## Requirement
Using the entries below, say how many of the lines carry "Result". Write the number alone.

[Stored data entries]
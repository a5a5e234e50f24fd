//! Polygon zone sets and region boundaries.

use std::collections::HashSet;

use geo::{BoundingRect, MultiPolygon};
use thiserror::Error;

use crate::{BoundingBox, CrsCode};

/// One zone of a partition: its identifier, non-geometric attributes and
/// geometry.
#[derive(Debug, Clone, PartialEq)]
pub struct Zone {
    pub id: String,
    /// Attribute values in the same order as [`PolygonZoneSet::columns`]
    pub attributes: Vec<String>,
    pub geometry: MultiPolygon<f64>,
}

impl Zone {
    /// Number of polygons making up the zone.
    pub fn polygon_count(&self) -> usize {
        self.geometry.0.len()
    }
}

/// An ordered set of zones sharing one CRS and one attribute schema.
#[derive(Debug, Clone, PartialEq)]
pub struct PolygonZoneSet {
    name: String,
    id_field: String,
    columns: Vec<String>,
    zones: Vec<Zone>,
    crs: CrsCode,
}

impl PolygonZoneSet {
    /// Build a zone set, rejecting duplicate ids and rows whose attribute
    /// count does not match the column list.
    pub fn new(
        name: impl Into<String>,
        id_field: impl Into<String>,
        columns: Vec<String>,
        zones: Vec<Zone>,
        crs: CrsCode,
    ) -> Result<Self, ZoneSetError> {
        let mut seen = HashSet::with_capacity(zones.len());
        for zone in &zones {
            if !seen.insert(zone.id.as_str()) {
                return Err(ZoneSetError::DuplicateZoneId(zone.id.clone()));
            }
            if zone.attributes.len() != columns.len() {
                return Err(ZoneSetError::AttributeMismatch {
                    zone: zone.id.clone(),
                    expected: columns.len(),
                    actual: zone.attributes.len(),
                });
            }
        }

        Ok(Self {
            name: name.into(),
            id_field: id_field.into(),
            columns,
            zones,
            crs,
        })
    }

    pub fn name(&self) -> &str {
        &self.name
    }

    pub fn id_field(&self) -> &str {
        &self.id_field
    }

    /// Attribute column names (geometry excluded).
    pub fn columns(&self) -> &[String] {
        &self.columns
    }

    pub fn zones(&self) -> &[Zone] {
        &self.zones
    }

    pub fn crs(&self) -> CrsCode {
        self.crs
    }

    pub fn len(&self) -> usize {
        self.zones.len()
    }

    pub fn is_empty(&self) -> bool {
        self.zones.is_empty()
    }

    /// Total number of polygons across all zones.
    pub fn polygon_count(&self) -> usize {
        self.zones.iter().map(Zone::polygon_count).sum()
    }

    /// Same set with every geometry replaced by `f(geometry)`.
    pub fn try_map_geometries<E, F>(&self, crs: CrsCode, mut f: F) -> Result<Self, E>
    where
        F: FnMut(&MultiPolygon<f64>) -> Result<MultiPolygon<f64>, E>,
    {
        let zones = self
            .zones
            .iter()
            .map(|zone| {
                Ok(Zone {
                    id: zone.id.clone(),
                    attributes: zone.attributes.clone(),
                    geometry: f(&zone.geometry)?,
                })
            })
            .collect::<Result<Vec<_>, E>>()?;

        Ok(Self {
            name: self.name.clone(),
            id_field: self.id_field.clone(),
            columns: self.columns.clone(),
            zones,
            crs,
        })
    }
}

/// A region-of-interest outline used as a cutline.
#[derive(Debug, Clone, PartialEq)]
pub struct Boundary {
    pub geometry: MultiPolygon<f64>,
    pub crs: CrsCode,
}

impl Boundary {
    pub fn new(geometry: MultiPolygon<f64>, crs: CrsCode) -> Self {
        Self { geometry, crs }
    }

    /// Extent of the outline, `None` when it holds no polygon.
    pub fn bounds(&self) -> Option<BoundingBox> {
        let rect = self.geometry.bounding_rect()?;
        Some(BoundingBox::new(
            rect.min().x,
            rect.min().y,
            rect.max().x,
            rect.max().y,
        ))
    }

    pub fn is_empty(&self) -> bool {
        self.geometry.0.is_empty()
    }
}

#[derive(Debug, Error)]
pub enum ZoneSetError {
    #[error("duplicate zone id '{0}'")]
    DuplicateZoneId(String),

    #[error("zone '{zone}' has {actual} attributes, expected {expected}")]
    AttributeMismatch {
        zone: String,
        expected: usize,
        actual: usize,
    },
}
//! Validated runtime settings.

use std::collections::HashSet;
use std::env;
use std::fmt;
use std::path::{Path, PathBuf};
use std::str::FromStr;

use precip_common::CrsCode;
use raster_ops::{parse_statistics, InterpolationMethod, RasterOpsError, Statistic};
use serde::{Deserialize, Serialize};
use tracing::debug;

use crate::config_loader::{self, PipelineConfig};
use crate::error::{PipelineError, Result};

/// What to do with a tile whose outputs are already present.
#[derive(Debug, Clone, Copy, PartialEq, Eq, Default, Serialize, Deserialize)]
#[serde(rename_all = "lowercase")]
pub enum ExistingOutputs {
    /// Recompute and atomically replace.
    #[default]
    Overwrite,
    /// Report the tile as skipped.
    Skip,
}

impl FromStr for ExistingOutputs {
    type Err = PipelineError;

    fn from_str(s: &str) -> Result<Self> {
        match s.trim().to_lowercase().as_str() {
            "overwrite" => Ok(Self::Overwrite),
            "skip" => Ok(Self::Skip),
            other => Err(PipelineError::config(format!(
                "invalid existing_outputs policy '{}', expected overwrite or skip",
                other
            ))),
        }
    }
}

impl fmt::Display for ExistingOutputs {
    fn fmt(&self, f: &mut fmt::Formatter<'_>) -> fmt::Result {
        match self {
            Self::Overwrite => write!(f, "overwrite"),
            Self::Skip => write!(f, "skip"),
        }
    }
}

#[derive(Debug, Clone, Copy, PartialEq, Eq, Default)]
pub enum LogFormat {
    #[default]
    Json,
    Pretty,
}

impl FromStr for LogFormat {
    type Err = PipelineError;

    fn from_str(s: &str) -> Result<Self> {
        match s.trim().to_lowercase().as_str() {
            "json" => Ok(Self::Json),
            "pretty" => Ok(Self::Pretty),
            other => Err(PipelineError::config(format!(
                "invalid log format '{}', expected json or pretty",
                other
            ))),
        }
    }
}

/// One zoning scheme to aggregate over.
#[derive(Debug, Clone, PartialEq)]
pub struct ZoneSetSpec {
    pub name: String,
    pub path: PathBuf,
    pub id_field: String,
}

/// Everything the orchestrator needs, checked once at startup.
#[derive(Debug, Clone)]
pub struct PipelineSettings {
    pub source_root: PathBuf,
    pub output_root: PathBuf,
    pub boundary: PathBuf,
    pub zone_sets: Vec<ZoneSetSpec>,
    pub default_crs: CrsCode,
    pub target_resolution: f64,
    pub interpolation: InterpolationMethod,
    pub statistics: Vec<Statistic>,
    pub no_data: f64,
    pub extension: String,
    pub existing_outputs: ExistingOutputs,
    pub max_parallel_tiles: usize,
    pub log_level: String,
    pub log_format: LogFormat,
}

const LOG_LEVELS: [&str; 5] = ["trace", "debug", "info", "warn", "error"];

impl PipelineSettings {
    /// Load the YAML file, apply environment overrides and validate.
    pub fn load(path: &Path) -> Result<Self> {
        let mut config = config_loader::load_pipeline_config(path)?;
        apply_env_overrides(&mut config);
        Self::from_config(config)
    }

    /// Validate a parsed configuration.
    ///
    /// Fails on unknown statistics or kernels, a non-positive resolution,
    /// missing zone sets and invalid logging options, before any tile is
    /// touched.
    pub fn from_config(config: PipelineConfig) -> Result<Self> {
        let processing = config.processing;

        let target_resolution = processing.target_resolution;
        if !target_resolution.is_finite() || target_resolution <= 0.0 {
            return Err(RasterOpsError::InvalidResolution(target_resolution).into());
        }
        let interpolation: InterpolationMethod = processing.interpolation.parse()?;
        let statistics = parse_statistics(&processing.statistics)?;
        let existing_outputs: ExistingOutputs = processing.existing_outputs.parse()?;

        if processing.max_parallel_tiles == 0 {
            return Err(PipelineError::config("max_parallel_tiles must be at least 1"));
        }
        // Zero and positive values are real rainfall
        if !processing.no_data.is_finite() || processing.no_data >= 0.0 {
            return Err(PipelineError::config(format!(
                "no_data must be a finite negative number, got {}",
                processing.no_data
            )));
        }
        let extension = processing.extension.trim_start_matches('.').to_string();
        if extension.is_empty() {
            return Err(PipelineError::config("extension cannot be empty"));
        }

        let default_crs: CrsCode = config.vectors.default_crs.parse().map_err(|e| {
            PipelineError::config(format!("default_crs '{}': {}", config.vectors.default_crs, e))
        })?;

        if config.vectors.zone_sets.is_empty() {
            return Err(PipelineError::config("at least one zone set is required"));
        }
        let mut names = HashSet::new();
        let mut zone_sets = Vec::with_capacity(config.vectors.zone_sets.len());
        for zs in config.vectors.zone_sets {
            if zs.name.trim().is_empty() || zs.id_field.trim().is_empty() {
                return Err(PipelineError::config("zone set name and id_field cannot be empty"));
            }
            if !names.insert(zs.name.clone()) {
                return Err(PipelineError::config(format!("duplicate zone set '{}'", zs.name)));
            }
            zone_sets.push(ZoneSetSpec {
                name: zs.name,
                path: PathBuf::from(zs.path),
                id_field: zs.id_field,
            });
        }

        let log_level = config.logging.level.to_lowercase();
        if !LOG_LEVELS.contains(&log_level.as_str()) {
            return Err(PipelineError::config(format!(
                "invalid log level '{}', expected one of {:?}",
                config.logging.level, LOG_LEVELS
            )));
        }
        let log_format: LogFormat = config.logging.format.parse()?;

        Ok(Self {
            source_root: PathBuf::from(config.paths.source_root),
            output_root: PathBuf::from(config.paths.output_root),
            boundary: PathBuf::from(config.vectors.boundary),
            zone_sets,
            default_crs,
            target_resolution,
            interpolation,
            statistics,
            no_data: processing.no_data,
            extension,
            existing_outputs,
            max_parallel_tiles: processing.max_parallel_tiles,
            log_level,
            log_format,
        })
    }
}

/// Environment variables take precedence over the file.
fn apply_env_overrides(config: &mut PipelineConfig) {
    if let Ok(v) = env::var("PRECIP_SOURCE_ROOT") {
        debug!(value = %v, "PRECIP_SOURCE_ROOT override");
        config.paths.source_root = v;
    }
    if let Ok(v) = env::var("PRECIP_OUTPUT_ROOT") {
        debug!(value = %v, "PRECIP_OUTPUT_ROOT override");
        config.paths.output_root = v;
    }
    if let Ok(v) = env::var("PRECIP_EXISTING_OUTPUTS") {
        config.processing.existing_outputs = v;
    }
    if let Some(n) = env::var("PRECIP_MAX_PARALLEL_TILES")
        .ok()
        .and_then(|v| v.parse().ok())
    {
        config.processing.max_parallel_tiles = n;
    }
    if let Ok(v) = env::var("PRECIP_LOG_LEVEL") {
        config.logging.level = v;
    }
}

#[cfg(test)]
mod tests {
    use super::*;
    use crate::config_loader::parse_pipeline_config;

    fn config(processing: &str) -> PipelineConfig {
        let yaml = format!(
            r#"
paths:
  source_root: /data/merge
  output_root: /data/out
vectors:
  boundary: /data/shapes/uf.shp
  zone_sets:
    - name: ugrhi
      path: /data/shapes/ugrhi.shp
      id_field: codigo
    - name: cities
      path: /data/shapes/cities.shp
      id_field: cd_mun
processing:
{}
"#,
            processing
        );
        parse_pipeline_config(&yaml).unwrap()
    }

    #[test]
    fn test_valid_settings() {
        let settings = PipelineSettings::from_config(config(
            "  target_resolution: 0.025\n  interpolation: cubic\n  statistics: mean max\n  existing_outputs: skip\n  max_parallel_tiles: 4\n  extension: .grib2",
        ))
        .unwrap();
        assert_eq!(settings.interpolation, InterpolationMethod::Cubic);
        assert_eq!(settings.statistics, vec![Statistic::Mean, Statistic::Max]);
        assert_eq!(settings.existing_outputs, ExistingOutputs::Skip);
        assert_eq!(settings.max_parallel_tiles, 4);
        assert_eq!(settings.extension, "grib2");
        assert_eq!(settings.default_crs, CrsCode::Epsg4674);
        assert_eq!(settings.zone_sets[1].id_field, "cd_mun");
    }

    #[test]
    fn test_shipped_config_is_valid() {
        let path = Path::new(env!("CARGO_MANIFEST_DIR")).join("../../config/pipeline.yaml");
        let settings = PipelineSettings::load(&path).unwrap();
        assert_eq!(settings.zone_sets.len(), 2);
        assert_eq!(settings.zone_sets[0].name, "ugrhi");
        assert_eq!(settings.statistics.len(), Statistic::ALL.len());
        assert_eq!(settings.existing_outputs, ExistingOutputs::Overwrite);
        assert_eq!(settings.no_data, -9999.0);
    }

    #[test]
    fn test_unknown_statistic_is_fatal() {
        let err = PipelineSettings::from_config(config("  statistics: mean mode")).unwrap_err();
        assert!(matches!(err, PipelineError::Ops(RasterOpsError::UnknownStatistic(s)) if s == "mode"));
    }

    #[test]
    fn test_non_positive_resolution_is_fatal() {
        let err = PipelineSettings::from_config(config("  target_resolution: 0")).unwrap_err();
        assert!(matches!(err, PipelineError::Ops(RasterOpsError::InvalidResolution(_))));
    }

    #[test]
    fn test_unknown_kernel_and_policy() {
        assert!(PipelineSettings::from_config(config("  interpolation: lanczos")).is_err());
        assert!(PipelineSettings::from_config(config("  existing_outputs: append")).is_err());
        assert!(PipelineSettings::from_config(config("  max_parallel_tiles: 0")).is_err());
    }

    #[test]
    fn test_no_data_must_not_collide_with_rainfall() {
        let settings = PipelineSettings::from_config(config("  extension: grib2")).unwrap();
        assert_eq!(settings.no_data, raster_ops::DEFAULT_NO_DATA);

        for value in ["0", "5.5", ".nan"] {
            let err = PipelineSettings::from_config(config(&format!("  no_data: {}", value))).unwrap_err();
            assert!(matches!(err, PipelineError::Config(_)), "{}: {:?}", value, err);
        }
        assert_eq!(
            PipelineSettings::from_config(config("  no_data: -1")).unwrap().no_data,
            -1.0
        );
    }
}
//! Geographic datum handling.
//!
//! WGS84 and SIRGAS 2000 agree to well under a meter across Brazil and are
//! treated as the same datum. SAD69 is shifted with the abridged Molodensky
//! transformation using the EPSG:1864 parameters.

use crate::Ellipsoid;

/// Geodetic datum of a geographic coordinate.
#[derive(Debug, Clone, Copy, PartialEq, Eq)]
pub enum GeographicDatum {
    Wgs84,
    Sirgas2000,
    Sad69,
}

impl GeographicDatum {
    pub fn ellipsoid(&self) -> Ellipsoid {
        match self {
            GeographicDatum::Wgs84 => Ellipsoid::WGS84,
            GeographicDatum::Sirgas2000 => Ellipsoid::GRS80,
            GeographicDatum::Sad69 => Ellipsoid::GRS67_SAD69,
        }
    }
}

/// SAD69 → WGS84 geocentric translation (meters), EPSG:1864.
const SAD69_SHIFT: (f64, f64, f64) = (-57.0, 1.0, -41.0);

/// Convert lon/lat degrees on `from` to lon/lat degrees on `to`.
pub fn convert_datum(lon: f64, lat: f64, from: GeographicDatum, to: GeographicDatum) -> (f64, f64) {
    use GeographicDatum::*;

    match (from, to) {
        (Sad69, Sad69) => (lon, lat),
        (Sad69, _) => molodensky(lon, lat, Ellipsoid::GRS67_SAD69, Ellipsoid::WGS84, SAD69_SHIFT),
        (_, Sad69) => {
            let (dx, dy, dz) = SAD69_SHIFT;
            molodensky(lon, lat, Ellipsoid::WGS84, Ellipsoid::GRS67_SAD69, (-dx, -dy, -dz))
        }
        _ => (lon, lat),
    }
}

/// Abridged Molodensky transformation.
fn molodensky(
    lon: f64,
    lat: f64,
    source: Ellipsoid,
    target: Ellipsoid,
    (dx, dy, dz): (f64, f64, f64),
) -> (f64, f64) {
    let phi = lat.to_radians();
    let lam = lon.to_radians();
    let (sin_phi, cos_phi) = phi.sin_cos();
    let (sin_lam, cos_lam) = lam.sin_cos();

    let da = target.a - source.a;
    let df = target.f - source.f;
    let e2 = source.e2();
    let w = (1.0 - e2 * sin_phi * sin_phi).sqrt();
    // Radii of curvature in the meridian and prime vertical
    let m = source.a * (1.0 - e2) / (w * w * w);
    let n = source.a / w;

    let d_phi = (-dx * sin_phi * cos_lam - dy * sin_phi * sin_lam
        + dz * cos_phi
        + (source.a * df + source.f * da) * (2.0 * phi).sin())
        / m;
    let d_lam = (-dx * sin_lam + dy * cos_lam) / (n * cos_phi);

    (lon + d_lam.to_degrees(), lat + d_phi.to_degrees())
}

## Solution
10